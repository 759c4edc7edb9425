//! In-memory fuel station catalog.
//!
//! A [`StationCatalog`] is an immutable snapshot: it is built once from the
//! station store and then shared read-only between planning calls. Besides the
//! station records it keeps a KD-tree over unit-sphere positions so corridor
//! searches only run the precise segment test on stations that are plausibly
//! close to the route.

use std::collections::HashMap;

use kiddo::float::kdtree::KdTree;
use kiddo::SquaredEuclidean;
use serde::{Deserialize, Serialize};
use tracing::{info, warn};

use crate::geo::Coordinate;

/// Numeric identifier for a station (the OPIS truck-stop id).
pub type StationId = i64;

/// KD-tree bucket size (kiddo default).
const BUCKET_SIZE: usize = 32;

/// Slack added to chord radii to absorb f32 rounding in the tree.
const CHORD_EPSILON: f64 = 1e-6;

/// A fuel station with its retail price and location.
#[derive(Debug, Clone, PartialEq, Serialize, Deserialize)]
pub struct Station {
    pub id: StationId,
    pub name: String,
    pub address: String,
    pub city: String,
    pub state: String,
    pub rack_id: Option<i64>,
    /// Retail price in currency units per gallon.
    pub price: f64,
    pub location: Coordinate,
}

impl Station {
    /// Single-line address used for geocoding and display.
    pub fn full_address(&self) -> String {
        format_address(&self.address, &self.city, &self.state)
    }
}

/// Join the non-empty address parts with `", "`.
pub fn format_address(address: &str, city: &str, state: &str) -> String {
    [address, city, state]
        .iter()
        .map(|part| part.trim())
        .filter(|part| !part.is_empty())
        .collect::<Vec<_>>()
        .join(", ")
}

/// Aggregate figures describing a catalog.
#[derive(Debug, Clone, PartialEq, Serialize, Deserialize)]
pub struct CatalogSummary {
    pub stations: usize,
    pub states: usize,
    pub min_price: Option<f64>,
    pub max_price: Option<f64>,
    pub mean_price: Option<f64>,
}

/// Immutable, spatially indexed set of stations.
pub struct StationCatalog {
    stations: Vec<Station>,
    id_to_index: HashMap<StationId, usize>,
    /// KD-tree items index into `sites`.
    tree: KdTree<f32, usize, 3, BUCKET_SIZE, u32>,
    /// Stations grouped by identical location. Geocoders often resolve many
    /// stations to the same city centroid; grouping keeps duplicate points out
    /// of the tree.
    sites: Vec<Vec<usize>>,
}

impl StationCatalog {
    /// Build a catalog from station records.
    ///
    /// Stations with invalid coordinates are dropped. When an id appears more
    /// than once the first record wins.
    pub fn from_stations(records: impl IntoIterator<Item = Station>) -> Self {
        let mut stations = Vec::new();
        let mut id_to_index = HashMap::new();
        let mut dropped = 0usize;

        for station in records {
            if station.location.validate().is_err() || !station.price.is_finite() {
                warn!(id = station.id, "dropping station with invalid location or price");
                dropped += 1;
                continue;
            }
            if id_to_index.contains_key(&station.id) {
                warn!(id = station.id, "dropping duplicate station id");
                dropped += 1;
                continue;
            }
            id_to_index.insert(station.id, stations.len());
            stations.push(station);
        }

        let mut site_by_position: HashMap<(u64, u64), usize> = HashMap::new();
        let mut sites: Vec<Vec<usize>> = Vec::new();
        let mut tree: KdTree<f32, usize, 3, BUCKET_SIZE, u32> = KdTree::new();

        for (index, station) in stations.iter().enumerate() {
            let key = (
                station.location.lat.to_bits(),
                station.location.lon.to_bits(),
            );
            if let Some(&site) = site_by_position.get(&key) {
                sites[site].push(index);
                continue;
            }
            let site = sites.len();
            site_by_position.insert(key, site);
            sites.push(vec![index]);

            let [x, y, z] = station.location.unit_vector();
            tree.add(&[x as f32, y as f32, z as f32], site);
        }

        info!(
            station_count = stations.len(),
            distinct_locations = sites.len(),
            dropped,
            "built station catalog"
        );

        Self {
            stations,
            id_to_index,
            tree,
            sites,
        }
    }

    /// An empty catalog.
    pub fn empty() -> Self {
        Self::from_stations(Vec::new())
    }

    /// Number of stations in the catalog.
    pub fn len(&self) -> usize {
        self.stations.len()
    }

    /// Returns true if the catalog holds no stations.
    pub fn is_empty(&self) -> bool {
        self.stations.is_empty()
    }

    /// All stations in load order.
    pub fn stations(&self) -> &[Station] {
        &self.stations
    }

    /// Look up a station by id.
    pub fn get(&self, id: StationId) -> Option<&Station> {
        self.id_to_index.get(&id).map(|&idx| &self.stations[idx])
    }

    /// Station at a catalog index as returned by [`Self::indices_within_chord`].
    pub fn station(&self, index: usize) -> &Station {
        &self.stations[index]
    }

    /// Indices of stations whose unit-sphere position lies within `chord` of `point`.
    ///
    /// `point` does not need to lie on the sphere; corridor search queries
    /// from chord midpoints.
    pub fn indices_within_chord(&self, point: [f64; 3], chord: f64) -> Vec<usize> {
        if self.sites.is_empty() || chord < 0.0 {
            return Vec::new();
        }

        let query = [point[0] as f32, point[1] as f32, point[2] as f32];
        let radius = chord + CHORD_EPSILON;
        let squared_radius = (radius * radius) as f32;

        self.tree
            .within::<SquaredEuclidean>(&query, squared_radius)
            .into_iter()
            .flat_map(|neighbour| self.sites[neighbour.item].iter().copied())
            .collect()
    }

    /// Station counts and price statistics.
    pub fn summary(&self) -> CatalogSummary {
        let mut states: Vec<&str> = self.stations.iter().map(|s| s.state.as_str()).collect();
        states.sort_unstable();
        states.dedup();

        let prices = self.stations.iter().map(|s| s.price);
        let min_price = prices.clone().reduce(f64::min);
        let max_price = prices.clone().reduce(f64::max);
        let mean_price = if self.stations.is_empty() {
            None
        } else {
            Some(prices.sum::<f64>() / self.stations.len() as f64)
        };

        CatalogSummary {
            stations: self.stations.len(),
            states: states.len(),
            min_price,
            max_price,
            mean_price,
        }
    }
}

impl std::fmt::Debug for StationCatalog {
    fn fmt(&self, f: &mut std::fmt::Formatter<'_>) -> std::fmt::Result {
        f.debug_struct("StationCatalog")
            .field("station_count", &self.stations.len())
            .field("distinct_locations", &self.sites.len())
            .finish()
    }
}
━━━━━━
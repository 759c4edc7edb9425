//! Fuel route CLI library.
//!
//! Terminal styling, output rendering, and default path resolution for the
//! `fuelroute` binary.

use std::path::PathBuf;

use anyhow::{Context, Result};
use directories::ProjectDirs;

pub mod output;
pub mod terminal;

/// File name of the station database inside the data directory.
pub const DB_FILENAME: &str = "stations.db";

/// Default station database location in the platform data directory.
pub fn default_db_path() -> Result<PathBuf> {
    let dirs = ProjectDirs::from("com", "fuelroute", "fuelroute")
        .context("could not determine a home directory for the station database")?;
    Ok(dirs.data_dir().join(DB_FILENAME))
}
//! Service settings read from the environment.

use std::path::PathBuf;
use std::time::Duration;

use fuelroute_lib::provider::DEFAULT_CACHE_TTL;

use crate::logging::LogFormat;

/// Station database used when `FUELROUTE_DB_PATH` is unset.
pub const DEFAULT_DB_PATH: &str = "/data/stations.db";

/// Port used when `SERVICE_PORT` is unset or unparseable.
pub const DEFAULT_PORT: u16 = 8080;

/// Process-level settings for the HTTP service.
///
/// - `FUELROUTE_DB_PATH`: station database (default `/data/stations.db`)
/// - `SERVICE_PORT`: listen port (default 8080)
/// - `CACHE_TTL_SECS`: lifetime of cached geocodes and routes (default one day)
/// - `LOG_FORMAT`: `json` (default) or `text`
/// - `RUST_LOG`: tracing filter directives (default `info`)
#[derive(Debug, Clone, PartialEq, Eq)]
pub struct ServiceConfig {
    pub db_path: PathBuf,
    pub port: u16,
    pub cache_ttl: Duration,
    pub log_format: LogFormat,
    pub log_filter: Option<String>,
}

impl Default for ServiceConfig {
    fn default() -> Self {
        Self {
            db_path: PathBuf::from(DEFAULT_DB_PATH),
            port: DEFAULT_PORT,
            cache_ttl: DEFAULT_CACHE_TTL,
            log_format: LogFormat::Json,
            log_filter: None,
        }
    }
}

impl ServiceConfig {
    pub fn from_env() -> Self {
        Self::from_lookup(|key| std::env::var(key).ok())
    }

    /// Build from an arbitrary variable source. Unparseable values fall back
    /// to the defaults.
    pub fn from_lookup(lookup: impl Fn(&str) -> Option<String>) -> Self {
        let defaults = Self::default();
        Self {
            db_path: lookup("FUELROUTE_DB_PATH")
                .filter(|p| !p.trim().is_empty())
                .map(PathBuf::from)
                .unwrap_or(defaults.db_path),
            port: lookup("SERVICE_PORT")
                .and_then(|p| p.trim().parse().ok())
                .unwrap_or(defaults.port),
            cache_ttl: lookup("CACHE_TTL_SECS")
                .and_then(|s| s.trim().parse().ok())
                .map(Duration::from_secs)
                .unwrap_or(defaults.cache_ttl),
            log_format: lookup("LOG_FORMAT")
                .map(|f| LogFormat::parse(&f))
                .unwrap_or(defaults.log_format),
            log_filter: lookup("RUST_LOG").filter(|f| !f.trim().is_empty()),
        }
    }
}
━━━━━━
- _PROBLEM REQUIREMENTS_: Search the entries for the word "once" and copy every line that has it.

- _OUTPUT BELOW_:
//! A [`StationCatalog`] is an immutable snapshot: it is built once from the
    /// than once the first record wins.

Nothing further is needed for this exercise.